White House border czar Tom Homan said Tuesday that President Donald Trump's mass deportation has begun as U.S. Immigration and Customs Enforcement officers can now arrest illegal immigrants in churches and schools.
Fox News reported Tuesday morning that Trump's Department of Homeland Security had rescinded a 2021 policy from President Joe Biden's DHS Secretary Alejandro Mayorkas that limited ICE enforcement in “sensitive” areas.
Those areas were described as churches, schools and hospitals, among other things.
Trump's Day 1 order recommended that ICE officers simply use “common sense.”
Homan confirmed Tuesday afternoon that deportations are taking place, but did not reveal details to CNN's Dana Bash.
“As I have said several times, we are focused on threats to public safety. That will be our priority from the start,” Homan said. “So ICE agents are back to doing their job.”
Bash informed Homan where these enforcement actions were taking place and asked if they were “raids.”
“I wouldn't call them raids,” he replied. 'These are targeted enforcement operations. They know exactly who they're looking for, they pretty much know where to find them.”

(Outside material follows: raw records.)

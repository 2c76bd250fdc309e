//! Monotonic time source for time-driven components.
//!
//! Components that detect timeouts in their poll handler (inter-frame
//! gaps, response timeouts) read elapsed time through [`Clock`] so tests
//! can substitute a manual clock.

use std::cell::Cell;
use std::rc::Rc;
use std::time::Instant;

/// Microsecond tick source.
pub trait Clock {
    /// Microseconds since an arbitrary fixed origin (monotonic).
    fn now_us(&self) -> u64;
}

/// Host clock backed by `std::time::Instant`.
pub struct SystemClock {
    start: Instant,
}

impl Default for SystemClock {
    fn default() -> Self {
        Self::new()
    }
}

impl SystemClock {
    pub fn new() -> Self {
        Self {
            start: Instant::now(),
        }
    }
}

impl Clock for SystemClock {
    fn now_us(&self) -> u64 {
        self.start.elapsed().as_micros() as u64
    }
}

/// Clock advanced by hand.  Clones share the same time.
#[derive(Clone, Default)]
pub struct ManualClock {
    now: Rc<Cell<u64>>,
}

impl ManualClock {
    pub fn new() -> Self {
        Self::default()
    }

    pub fn advance_us(&self, us: u64) {
        self.now.set(self.now.get() + us);
    }
}

impl Clock for ManualClock {
    fn now_us(&self) -> u64 {
        self.now.get()
    }
}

CNN's Dana Bash (left) interviewed President Donald Trump's border czar Tom Homan (right) on Tuesday, with Homan revealing that mass deportation efforts have begun
Fox News reported Tuesday morning that U.S. Immigration and Customs Enforcement officers are told to use “common sense” when arresting illegal immigrants, but can now do so at schools, churches and hospitals
Homan said the “target of this operation” is illegal immigrants who have criminal records.
But the border czar then outlined how sanctuary cities won't even allow ICE officials to remove illegal immigrants from jails, which will force agents into immigrant communities.
“If you release a threat to public safety from a prison and they don't want to give us access to him, that means we have to go to the neighborhood to find him, and we will find him, but if we find him, he perhaps in others,” he predicted.
“There is nothing in the INA (Immigration and Nationality Act) that says you have to be convicted of a serious crime before you can leave this country,” Homan explained.
“So there could be more additional arrests in sanctuary cities because they forced us to go out into the community and find the man we're looking for,” he continued.
Bash wondered if spouses of U.S. citizens could be involved in this immigration enforcement.
Homan did not answer that question directly.
“What I want to tell you is that when we go after our primary target, which is a criminal alien, if he is in the United States illegally with others, we will take enforcement action against them,” the border czar said.
“And this is the difference between the previous government and this government,” he said. “ICE will enforce immigration law.”
U.S. voters rewarded Trump with a second term in part because of his tough approach to immigration, as the influx of migrants flooded the southern border after President Joe Biden took office as the COVID-19 pandemic improved.
Trump has said he wants to carry out the largest mass deportation in American history.
He brought in Homan, his acting ICE director during the first year and a half of the Trump administration, to take charge.
Homan was one of the proponents of separating border crossing children from their parents, a policy that was widely criticized by the political left.
Trump has also tapped Stephen Miller, the author of the policy, to become one of his top advisers in the White House this time.